§ Work task
Show every line from the entries that follow which holds the word "Option".

++++

//! Terminal progress for import runs.

use std::io::IsTerminal;
use std::time::Duration;

use indicatif::{ProgressBar, ProgressDrawTarget, ProgressStyle};

use pgjsonl_lib::import::{ImportLogger, TracingLogger};
use pgjsonl_lib::{TableResult, TableTarget};

const TICK: Duration = Duration::from_millis(120);

/// Spinner on stderr showing the current table and its row count.
///
/// Every event is also forwarded to [`TracingLogger`], so `-v` output is
/// the same with or without the spinner.
pub struct ProgressLogger {
    bar: ProgressBar,
    tracing: TracingLogger,
}

impl ProgressLogger {
    /// A visible spinner if `enabled` and stderr is a terminal, otherwise a
    /// hidden one.
    #[must_use]
    pub fn new(enabled: bool) -> Self {
        let bar = if enabled && std::io::stderr().is_terminal() {
            let bar = ProgressBar::with_draw_target(None, ProgressDrawTarget::stderr());
            let style = ProgressStyle::with_template("{spinner} {prefix:.bold} {msg}")
                .unwrap_or_else(|_| ProgressStyle::default_spinner());
            bar.set_style(style);
            bar
        } else {
            ProgressBar::hidden()
        };
        Self {
            bar,
            tracing: TracingLogger,
        }
    }

    /// Clear the spinner once the run is over.
    pub fn finish(&self) {
        self.bar.finish_and_clear();
    }
}

impl ImportLogger for ProgressLogger {
    fn run_started(&self, targets: &[TableTarget]) {
        self.tracing.run_started(targets);
        self.bar.enable_steady_tick(TICK);
    }

    fn table_started(&self, target: &TableTarget) {
        self.tracing.table_started(target);
        self.bar.set_prefix(target.table.clone());
        self.bar.set_message("preparing");
    }

    fn rows_loaded(&self, target: &TableTarget, total: u64) {
        self.tracing.rows_loaded(target, total);
        self.bar.set_message(format!("{total} rows"));
    }

    fn table_finished(&self, result: &TableResult) {
        // Keep tracing output from tearing the spinner line.
        self.bar.suspend(|| self.tracing.table_finished(result));
    }

    fn warning(&self, message: &str) {
        self.bar.suspend(|| self.tracing.warning(message));
    }
}

impl Drop for ProgressLogger {
    fn drop(&mut self) {
        if !self.bar.is_finished() {
            self.bar.finish_and_clear();
        }
    }
}
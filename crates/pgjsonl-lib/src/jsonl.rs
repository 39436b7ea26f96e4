//! JSONL file I/O.
//!
//! Reading: each non-blank line must be one JSON object and becomes a
//! [`DecodedRow`]. Decoding is schema-agnostic; the target table may not
//! exist yet when a file is read.
//!
//! Writing: export files are written to a temp path and renamed into place.

use std::fs;
use std::io::{BufRead, BufReader, Write};
use std::path::Path;

use crate::error::{PgJsonlError, Result};
use crate::value::DecodedRow;

const UTF8_BOM: char = '\u{feff}';

/// Decode one JSONL line.
///
/// Returns `Ok(None)` for blank lines. A UTF-8 byte order mark at the
/// start of line 1 is ignored.
///
/// # Errors
///
/// Returns `Decode` if the line is not valid JSON or its top-level value
/// is not an object.
pub fn decode_line(line: &str, line_number: usize) -> Result<Option<DecodedRow>> {
    let line = if line_number == 1 {
        line.strip_prefix(UTF8_BOM).unwrap_or(line)
    } else {
        line
    };
    let trimmed = line.trim();
    if trimmed.is_empty() {
        return Ok(None);
    }

    let value: serde_json::Value =
        serde_json::from_str(trimmed).map_err(|e| PgJsonlError::Decode {
            line: line_number,
            reason: e.to_string(),
        })?;

    match value {
        serde_json::Value::Object(map) => Ok(Some(DecodedRow::from_map(map))),
        other => Err(PgJsonlError::Decode {
            line: line_number,
            reason: format!("expected a JSON object, found {}", json_kind(&other)),
        }),
    }
}

const fn json_kind(value: &serde_json::Value) -> &'static str {
    match value {
        serde_json::Value::Null => "null",
        serde_json::Value::Bool(_) => "boolean",
        serde_json::Value::Number(_) => "number",
        serde_json::Value::String(_) => "string",
        serde_json::Value::Array(_) => "array",
        serde_json::Value::Object(_) => "object",
    }
}

/// Streaming reader over the rows of a JSONL source.
///
/// Stops after the first error; a file with one bad line is never
/// partially consumed past it.
pub struct JsonlReader<R> {
    reader: R,
    line_number: usize,
    buf: String,
    done: bool,
}

impl JsonlReader<BufReader<fs::File>> {
    /// Open a JSONL file for reading.
    ///
    /// # Errors
    ///
    /// Returns `FileNotFound` if the path does not exist, or `Io` otherwise.
    pub fn open(path: &Path) -> Result<Self> {
        let file = fs::File::open(path).map_err(|e| {
            if e.kind() == std::io::ErrorKind::NotFound {
                PgJsonlError::FileNotFound(path.to_path_buf())
            } else {
                PgJsonlError::Io(e)
            }
        })?;
        Ok(Self::new(BufReader::new(file)))
    }
}

impl<R: BufRead> JsonlReader<R> {
    pub fn new(reader: R) -> Self {
        Self {
            reader,
            line_number: 0,
            buf: String::new(),
            done: false,
        }
    }

    /// 1-based number of the last line read.
    #[must_use]
    pub const fn line_number(&self) -> usize {
        self.line_number
    }
}

impl<R: BufRead> Iterator for JsonlReader<R> {
    type Item = Result<DecodedRow>;

    fn next(&mut self) -> Option<Self::Item> {
        while !self.done {
            self.buf.clear();
            match self.reader.read_line(&mut self.buf) {
                Ok(0) => self.done = true,
                Ok(_) => {
                    self.line_number += 1;
                    match decode_line(&self.buf, self.line_number) {
                        Ok(Some(row)) => return Some(Ok(row)),
                        Ok(None) => {}
                        Err(e) => {
                            self.done = true;
                            return Some(Err(e));
                        }
                    }
                }
                Err(e) => {
                    self.done = true;
                    let err = if e.kind() == std::io::ErrorKind::InvalidData {
                        PgJsonlError::Decode {
                            line: self.line_number + 1,
                            reason: "line is not valid UTF-8".to_string(),
                        }
                    } else {
                        PgJsonlError::Io(e)
                    };
                    return Some(Err(err));
                }
            }
        }
        None
    }
}

/// Read at most `limit` rows from the start of a file.
///
/// # Errors
///
/// Returns the first open or decode error encountered within the sample.
pub fn read_sample(path: &Path, limit: usize) -> Result<Vec<DecodedRow>> {
    JsonlReader::open(path)?.take(limit).collect()
}

/// Write rows as JSONL, one compact object per line.
///
/// Returns the number of rows written.
///
/// # Errors
///
/// Returns `Io` if the file cannot be written.
pub fn write_jsonl<I>(path: &Path, rows: I) -> Result<usize>
where
    I: IntoIterator<Item = serde_json::Value>,
{
    write_atomic(path, |file| {
        let mut count = 0;
        for row in rows {
            let json = serde_json::to_string(&row)?;
            writeln!(file, "{json}")?;
            count += 1;
        }
        Ok(count)
    })
}

/// Write rows as a single pretty-printed JSON array.
///
/// # Errors
///
/// Returns `Io` if the file cannot be written.
pub fn write_json_array<I>(path: &Path, rows: I) -> Result<usize>
where
    I: IntoIterator<Item = serde_json::Value>,
{
    let rows: Vec<serde_json::Value> = rows.into_iter().collect();
    let count = rows.len();
    write_atomic(path, |file| {
        serde_json::to_writer_pretty(&mut *file, &rows)?;
        writeln!(file)?;
        Ok(count)
    })
}

fn write_atomic<F>(path: &Path, write: F) -> Result<usize>
where
    F: FnOnce(&mut fs::File) -> Result<usize>,
{
    let mut tmp_name = path.as_os_str().to_owned();
    tmp_name.push(".tmp");
    let tmp_path = std::path::PathBuf::from(tmp_name);

    let mut file = fs::File::create(&tmp_path)?;
    let count = match write(&mut file).and_then(|count| {
        file.flush()?;
        Ok(count)
    }) {
        Ok(count) => count,
        Err(e) => {
            drop(file);
            let _ = fs::remove_file(&tmp_path);
            return Err(e);
        }
    };
    drop(file);

    fs::rename(&tmp_path, path)?;
    Ok(count)
}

++++

§ Result
pub fn decode_line(line: &str, line_number: usize) -> Result<Option<DecodedRow>> {
    fn next(&mut self) -> Option<Self::Item> {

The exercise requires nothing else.